But it doesn't have to be that way. Here, then, is our plea to pick up this great show.
This is as close as you'll get to a reboot
(CBS)
The Good Wife is not an easy binge. Each season consists of 22 episodes, and at 40-plus minutes apiece, a rapid-fire viewing of every episode could eat up all your free time for a couple of weeks. Couple that with creators Robert and Michelle King's penchant for world-building and long-term payoffs, and you have a show that can feel impenetrable for new viewers. But there's never been a better time to hop onboard The Good Wife than right now.
The Kings did something drastic and different in the fifth season — they burned their show to the ground. In a daring move, the creators started at square one dissolving the alliances and friendships that were built in the first four seasons of the show. They eliminated some crucial characters and (without giving too much away) had their avenging heroine Alicia Florrick (Julianna Margulies) start a new firm. The latter part of the fifth season was the fallout from that move.
In the hands of any other writing team, the move could have been unsustainable or might have felt like cheating. But the Kings managed to keep control over the plotline and had everyone — new viewers and old — on the same uncertain and curious plane when it came to what was going to happen next.
This upcoming season then, is the closest thing viewers will have to a reboot. The relationships of all the characters have started anew, the storylines are still fresh, and everyone is on the same page. In fact, the show will remind you of everything you need to know from season five in the first few minutes of the sixth season premiere.
There's nothing else on (yet)
Sundays have become a logjam of good television. And this year is no different. This spring will see the second half of Mad Men's final season and the fifth season of HBO's Game of Thrones. And there's good TV on Sundays in the winter, too, including mainstays The Walking Dead, Girls, Shameless, and Looking. Winter and spring's schedules makes fall Sundays a bit quieter, giving you the time to catch up with The Good Wife.
That isn't to say that the show isn't competing with anything — NFL football never finishes on time, which delays the show for East Coast and Central viewers, Boardwalk Empire is in its final season, and Showtime's Homeland and The Affair are worth keeping slots on your DVR open for. But these shows also likely won't cause as much excitement as Mad Men and Game of Thrones.
The show has a point
(CBS)
Age isn't good to television shows. Whether high-brow or low-brow, shows have their edges dulled by being on the air for long periods of time. It's hard to maintain quality after five years. And for a while, it looked like Good Wife might suffer the same fate as many other shows that have run too long. Good Wife's fourth season meandered, relied too much on a plot featuring Kalinda's (Archie Panjabi) estranged husband, and never hit its stride.

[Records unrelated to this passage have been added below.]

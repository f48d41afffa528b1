//! WASM bindings for dipole-core
//!
//! Provides a JavaScript-friendly API for the game logic. The wrapper tracks
//! whose turn it is; a side without legal moves passes.

use wasm_bindgen::prelude::*;
use crate::{Board, Bot, Color, Move, Piece, Pos};

/// WASM-friendly wrapper around Board
#[wasm_bindgen]
pub struct WasmBoard {
    inner: Board,
    to_move: Color,
}

#[wasm_bindgen]
impl WasmBoard {
    /// Create a standard board in the starting layout, White to move
    #[wasm_bindgen(constructor)]
    pub fn new() -> WasmBoard {
        WasmBoard { inner: Board::new(), to_move: Color::White }
    }

    /// Restore the starting layout, White to move
    pub fn reset(&mut self) {
        self.inner.reset();
        self.to_move = Color::White;
    }

    /// Board edge length
    pub fn dimension(&self) -> u8 {
        self.inner.dimension()
    }

    /// Side to move: "white" or "black"
    #[wasm_bindgen(js_name = sideToMove)]
    pub fn side_to_move(&self) -> String {
        self.to_move.to_string()
    }

    /// Stack at a cell as { color, size }, or null
    #[wasm_bindgen(js_name = pieceAt)]
    pub fn piece_at(&self, row: u8, col: u8) -> Result<JsValue, JsValue> {
        match self.stack_at(row, col) {
            Some(piece) => Ok(serde_wasm_bindgen::to_value(&piece)?),
            None => Ok(JsValue::NULL),
        }
    }

    /// Legal moves of the side to move as a JSON array
    /// Each move is { from: {row, col}, to: {row, col}, split, captures: [{row, col}] }
    #[wasm_bindgen(js_name = legalMoves)]
    pub fn legal_moves(&self) -> Result<JsValue, JsValue> {
        let moves = self.inner.unique_moves(self.to_move);
        Ok(serde_wasm_bindgen::to_value(&moves)?)
    }

    /// Legal moves of the stack at a cell, if it belongs to the side to move
    #[wasm_bindgen(js_name = movesFrom)]
    pub fn moves_from(&self, row: u8, col: u8) -> Result<JsValue, JsValue> {
        let pos = Pos::new(row, col);
        let owned = self.inner.in_bounds(pos)
            && self.inner.piece_at(pos).map(|p| p.color) == Some(self.to_move);
        let moves: Vec<Move> = if owned { self.inner.moves_from(pos) } else { vec![] };
        Ok(serde_wasm_bindgen::to_value(&moves)?)
    }

    /// Apply a move for the side to move. Returns true if it was legal.
    /// A capture is implied when the destination holds an enemy stack.
    #[wasm_bindgen(js_name = applyMove)]
    pub fn apply_move(&mut self, from_row: u8, from_col: u8, to_row: u8, to_col: u8, split: u16) -> bool {
        let from = Pos::new(from_row, from_col);
        let to = Pos::new(to_row, to_col);
        if !self.inner.in_bounds(from) {
            return false;
        }
        let Some(mov) = self
            .inner
            .moves_from(from)
            .into_iter()
            .find(|m| m.to == to && m.split == split)
        else {
            return false;
        };
        if self.inner.try_apply(self.to_move, &mov).is_err() {
            return false;
        }
        self.pass_turn();
        true
    }

    /// Let the greedy bot play for the side to move.
    /// Returns the move played, or null if the side had to pass.
    #[wasm_bindgen(js_name = botMove)]
    pub fn bot_move(&mut self, seed: u64) -> Result<JsValue, JsValue> {
        let mut bot = Bot::seeded(self.to_move, seed);
        let played = bot.choose_move(&self.inner);
        if let Some(mov) = &played {
            self.inner.apply(mov);
        }
        self.pass_turn();
        Ok(serde_wasm_bindgen::to_value(&played)?)
    }

    /// Check if one side has been eliminated
    #[wasm_bindgen(js_name = isTerminal)]
    pub fn is_terminal(&self) -> bool {
        self.inner.is_terminal()
    }

    /// Get game result: "white", "black", or "none"
    pub fn winner(&self) -> String {
        match self.inner.winner() {
            Some(color) => color.to_string(),
            None => "none".to_string(),
        }
    }

    /// ASCII diagram of the board
    pub fn render(&self) -> String {
        self.inner.to_string()
    }

    /// Clone the board
    #[wasm_bindgen(js_name = clone)]
    pub fn clone_board(&self) -> WasmBoard {
        WasmBoard { inner: self.inner.clone(), to_move: self.to_move }
    }
}

impl WasmBoard {
    /// Stack at a cell; None for empty or off-board cells.
    fn stack_at(&self, row: u8, col: u8) -> Option<Piece> {
        let pos = Pos::new(row, col);
        if self.inner.in_bounds(pos) {
            self.inner.piece_at(pos)
        } else {
            None
        }
    }

    /// Hand the turn to the opponent.
    fn pass_turn(&mut self) {
        self.to_move = self.to_move.opponent();
    }
}

impl Default for WasmBoard {
    fn default() -> Self {
        Self::new()
    }
}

Aside from the Kings' scorched earth gamble, there was something else going on in The Good Wife's fifth season that kept it from aging awkwardly: the show was bent on making a stark statement about the lack of privacy in modern day life. From the NSA, to election surveillance, to whistle-blowing, to bloggy journalism, to social media, and even to friends, The Good Wife made a point to say that privacy is dead and show us the consequences of what happens to our lives when it withers away. Many times, these interruptions of privacy ended up costing the trust of clients, family, and friends.

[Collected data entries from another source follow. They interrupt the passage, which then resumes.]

//! Move-selection policies.
//!
//! [`Bot`] is the one-ply greedy opponent: every legal move is scored with
//! a linear heuristic and one of the best-scoring moves is picked at random.
//! [`RandomMover`] picks uniformly among all legal moves.
//!
//! Both take their random source as a type parameter so games can be
//! replayed exactly from a seed.

use rand::rngs::StdRng;
use rand::{Rng, SeedableRng};

use crate::{Board, BotWeights, Color, Move};

/// A policy that picks a move for one side.
pub trait Strategy {
    /// The side this policy plays.
    fn color(&self) -> Color;

    /// Pick a move, or None if the side has no legal move.
    fn choose_move(&mut self, board: &Board) -> Option<Move>;

    /// Short label for reports.
    fn name(&self) -> &'static str;
}

/// Heuristic value of `mov` for `color`.
///
/// The size and forward terms only count when a stack sits at the source.
pub fn score_move(color: Color, weights: &BotWeights, board: &Board, mov: &Move) -> i32 {
    let mut score = weights.capture * mov.captures.len() as i32;
    if board.piece_at(mov.from).is_some() {
        score += weights.size * mov.split as i32;
        score += weights.forward * color.progress(mov.from, mov.to);
    }
    score
}

/// Greedy one-ply opponent.
#[derive(Clone, Debug)]
pub struct Bot<R = StdRng> {
    color: Color,
    weights: BotWeights,
    rng: R,
}

impl Bot<StdRng> {
    /// Bot with reference weights and a reproducible random source.
    pub fn seeded(color: Color, seed: u64) -> Self {
        Bot::new(color, BotWeights::default(), StdRng::seed_from_u64(seed))
    }

    /// Bot with reference weights seeded from the operating system.
    pub fn from_os_rng(color: Color) -> Self {
        Bot::new(color, BotWeights::default(), StdRng::from_os_rng())
    }
}

impl<R: Rng> Bot<R> {
    pub fn new(color: Color, weights: BotWeights, rng: R) -> Self {
        Bot { color, weights, rng }
    }

    #[inline]
    pub fn color(&self) -> Color {
        self.color
    }

    #[inline]
    pub fn weights(&self) -> &BotWeights {
        &self.weights
    }

    /// Heuristic value of a candidate move for this bot.
    #[inline]
    pub fn score(&self, board: &Board, mov: &Move) -> i32 {
        score_move(self.color, &self.weights, board, mov)
    }

    /// All legal moves sharing the maximum score, in generation order.
    pub fn best_moves(&self, board: &Board) -> Vec<Move> {
        let moves = board.legal_moves(self.color);
        let scores: Vec<i32> = moves.iter().map(|mov| self.score(board, mov)).collect();
        keep_best(moves, &scores).1
    }

    /// Pick one of the best-scoring legal moves uniformly at random.
    /// Returns None when the bot's side cannot move.
    pub fn choose_move(&mut self, board: &Board) -> Option<Move> {
        let moves = board.legal_moves(self.color);
        let scores: Vec<i32> = moves.iter().map(|mov| self.score(board, mov)).collect();
        self.pick(moves, &scores)
    }

    /// Same selection as [`Bot::choose_move`], with scoring spread over the
    /// rayon pool. Each worker scores against its own clone of the board.
    #[cfg(feature = "parallel")]
    pub fn choose_move_par(&mut self, board: &Board) -> Option<Move> {
        use rayon::prelude::*;

        let moves = board.legal_moves(self.color);
        let (color, weights) = (self.color, self.weights);
        let scores: Vec<i32> = moves
            .par_iter()
            .map_init(|| board.clone(), |local, mov| score_move(color, &weights, local, mov))
            .collect();
        self.pick(moves, &scores)
    }

    fn pick(&mut self, moves: Vec<Move>, scores: &[i32]) -> Option<Move> {
        let total = moves.len();
        let (best_score, mut best) = keep_best(moves, scores);
        if best.is_empty() {
            log::debug!("{} bot has no legal move", self.color);
            return None;
        }
        let chosen = best.swap_remove(self.rng.random_range(0..best.len()));
        log::debug!(
            "{} bot plays {} (score {}, {} tied of {})",
            self.color,
            chosen,
            best_score,
            best.len() + 1,
            total
        );
        Some(chosen)
    }
}

/// Filter `moves` down to those with the maximum score.
fn keep_best(moves: Vec<Move>, scores: &[i32]) -> (i32, Vec<Move>) {
    let Some(&max) = scores.iter().max() else {
        return (0, Vec::new());
    };
    let best = moves
        .into_iter()
        .zip(scores)
        .filter(|(_, &score)| score == max)
        .map(|(mov, _)| mov)
        .collect();
    (max, best)
}

impl<R: Rng> Strategy for Bot<R> {
    fn color(&self) -> Color {
        self.color
    }

    fn choose_move(&mut self, board: &Board) -> Option<Move> {
        Bot::<R>::choose_move(self, board)
    }

    fn name(&self) -> &'static str {
        "greedy"
    }
}

/// Baseline opponent: any legal move, uniformly.
#[derive(Clone, Debug)]
pub struct RandomMover<R = StdRng> {
    color: Color,
    rng: R,
}

impl RandomMover<StdRng> {
    pub fn seeded(color: Color, seed: u64) -> Self {
        RandomMover::new(color, StdRng::seed_from_u64(seed))
    }
}

impl<R: Rng> RandomMover<R> {
    pub fn new(color: Color, rng: R) -> Self {
        RandomMover { color, rng }
    }
}

impl<R: Rng> Strategy for RandomMover<R> {
    fn color(&self) -> Color {
        self.color
    }

    fn choose_move(&mut self, board: &Board) -> Option<Move> {
        let mut moves = board.legal_moves(self.color);
        if moves.is_empty() {
            return None;
        }
        let idx = self.rng.random_range(0..moves.len());
        Some(moves.swap_remove(idx))
    }

    fn name(&self) -> &'static str {
        "random"
    }
}

#[cfg(test)]
mod tests {
    use super::*;
    use crate::{Piece, Pos};

    fn p(row: u8, col: u8) -> Pos {
        Pos::new(row, col)
    }

    #[test]
    fn test_score_reference_weights() {
        let board = Board::new();
        let bot = Bot::seeded(Color::White, 0);
        // 6 tokens, 6 rows forward.
        assert_eq!(bot.score(&board, &Move::leap(p(7, 4), p(1, 4), 6)), 12);
        // 4 tokens, 4 rows forward.
        assert_eq!(bot.score(&board, &Move::leap(p(7, 4), p(3, 0), 4)), 8);
    }

    #[test]
    fn test_score_counts_captures() {
        let mut board = Board::empty(8);
        board.place(p(2, 2), Piece::new(Color::White, 5));
        board.place(p(5, 5), Piece::new(Color::Black, 3));
        let bot = Bot::seeded(Color::White, 0);
        // 10 for the capture, 3 tokens, 3 rows backward.
        assert_eq!(bot.score(&board, &Move::capture(p(2, 2), p(5, 5), 3)), 10);
    }

    #[test]
    fn test_score_black_progress() {
        let board = Board::new();
        let bot = Bot::seeded(Color::Black, 0);
        assert_eq!(bot.score(&board, &Move::leap(p(0, 3), p(4, 7), 4)), 8);
    }

    #[test]
    fn test_score_without_source_stack() {
        let board = Board::empty(8);
        let bot = Bot::seeded(Color::White, 0);
        assert_eq!(bot.score(&board, &Move::capture(p(4, 4), p(3, 3), 1)), 10);
        assert_eq!(bot.score(&board, &Move::leap(p(4, 4), p(3, 3), 1)), 0);
    }

    #[test]
    fn test_custom_weights() {
        let board = Board::new();
        let weights = BotWeights { capture: 0, size: 0, forward: 5 };
        let bot = Bot::new(Color::White, weights, StdRng::seed_from_u64(1));
        assert_eq!(bot.score(&board, &Move::leap(p(7, 4), p(5, 2), 2)), 10);
    }

    #[test]
    fn test_opening_best_move() {
        let board = Board::new();
        let bot = Bot::seeded(Color::White, 0);
        assert_eq!(bot.best_moves(&board), vec![Move::leap(p(7, 4), p(1, 4), 6)]);
    }

    #[test]
    fn test_bot_prefers_capture() {
        let mut board = Board::empty(8);
        board.place(p(4, 3), Piece::new(Color::White, 2));
        board.place(p(3, 2), Piece::new(Color::Black, 1));
        let mut bot = Bot::seeded(Color::White, 7);
        let mov = bot.choose_move(&board).unwrap();
        assert_eq!(mov.captures, vec![p(3, 2)]);
    }

    #[test]
    fn test_bot_without_pieces_returns_none() {
        let mut board = Board::empty(8);
        board.place(p(0, 3), Piece::new(Color::Black, 4));
        let mut bot = Bot::seeded(Color::White, 3);
        assert_eq!(bot.choose_move(&board), None);
        assert!(bot.best_moves(&board).is_empty());
    }

    #[test]
    fn test_bot_is_reproducible() {
        let mut board = Board::empty(8);
        board.place(p(4, 3), Piece::new(Color::White, 1));
        let first = Bot::seeded(Color::White, 42).choose_move(&board);
        let second = Bot::seeded(Color::White, 42).choose_move(&board);
        assert_eq!(first, second);
    }

    #[test]
    fn test_tie_break_reaches_every_best_move() {
        let mut board = Board::empty(8);
        board.place(p(4, 3), Piece::new(Color::White, 1));
        board.place(p(0, 7), Piece::new(Color::Black, 1));
        let left = Move::leap(p(4, 3), p(3, 2), 1);
        let right = Move::leap(p(4, 3), p(3, 4), 1);
        assert_eq!(Bot::seeded(Color::White, 0).best_moves(&board), vec![left.clone(), right.clone()]);

        let (mut lefts, mut rights) = (0, 0);
        for seed in 0..200 {
            match Bot::seeded(Color::White, seed).choose_move(&board) {
                Some(mov) if mov == left => lefts += 1,
                Some(mov) if mov == right => rights += 1,
                other => panic!("unexpected choice {:?}", other),
            }
        }
        assert!(lefts > 0 && rights > 0, "left={} right={}", lefts, rights);
    }

    #[test]
    fn test_strategy_trait_object() {
        let board = Board::new();
        let mut players: Vec<Box<dyn Strategy>> = vec![
            Box::new(Bot::seeded(Color::White, 1)),
            Box::new(RandomMover::seeded(Color::Black, 1)),
        ];
        for player in players.iter_mut() {
            let mov = player.choose_move(&board).unwrap();
            assert_eq!(board.piece_at(mov.from).map(|piece| piece.color), Some(player.color()));
        }
        assert_eq!(players[0].name(), "greedy");
        assert_eq!(players[1].name(), "random");
    }

    #[test]
    fn test_random_mover_stays_legal() {
        let board = Board::new();
        let legal = board.legal_moves(Color::Black);
        let mut mover = RandomMover::seeded(Color::Black, 9);
        for _ in 0..50 {
            let mov = mover.choose_move(&board).unwrap();
            assert!(legal.contains(&mov));
        }
        assert_eq!(RandomMover::seeded(Color::White, 0).choose_move(&Board::empty(4)), None);
    }

    #[cfg(feature = "parallel")]
    #[test]
    fn test_parallel_matches_sequential() {
        let mut board = Board::new();
        board.apply(&Move::leap(p(7, 4), p(4, 1), 3));
        board.apply(&Move::leap(p(0, 3), p(3, 0), 3));
        for seed in 0..20 {
            let seq = Bot::seeded(Color::White, seed).choose_move(&board);
            let par = Bot::seeded(Color::White, seed).choose_move_par(&board);
            assert_eq!(seq, par);
        }
    }
}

Making the show about privacy helped an otherwise turbulent season keep its center and feel relevant. The Good Wife has always been fluent in addressing our relationship with technology (it's tackled the likes of Bitcoin and Google algorithms), so tackling the NSA and how dependent we are on our smartphones was a natural step. That it gave a terrific season a thematic focus ended up being the best kind of bonus.
It's beautifully directed
Just take a look at the first 10 minutes of tonight's premiere (directed by co-creator Robert King) to see how wonderfully visual this show can be. It begins with a series of very still shots, actors seemingly frozen in place like exhibits in a wax museum. And then, with a question to Alicia that kicks off the season, the camera begins to move, gliding between people and storylines, building connections that pay off throughout the hour and foreshadowing things that will happen in ways that register subconsciously before they work their way into the show's storytelling. And pay attention to the way the show uses the visual motif of lines on the floor — and who is and isn't able to cross them.
TV is still primarily a writer's medium — and The Good Wife, with its thoughtful, wry dialogue, is a wonderfully written show — but the medium's direction has gotten more and more daring in recent years, and Good Wife has been right at the forefront of that movement. The camera is always moving, using its camera to trace the webs of money, power, and sex that tie together its fictional Chicago.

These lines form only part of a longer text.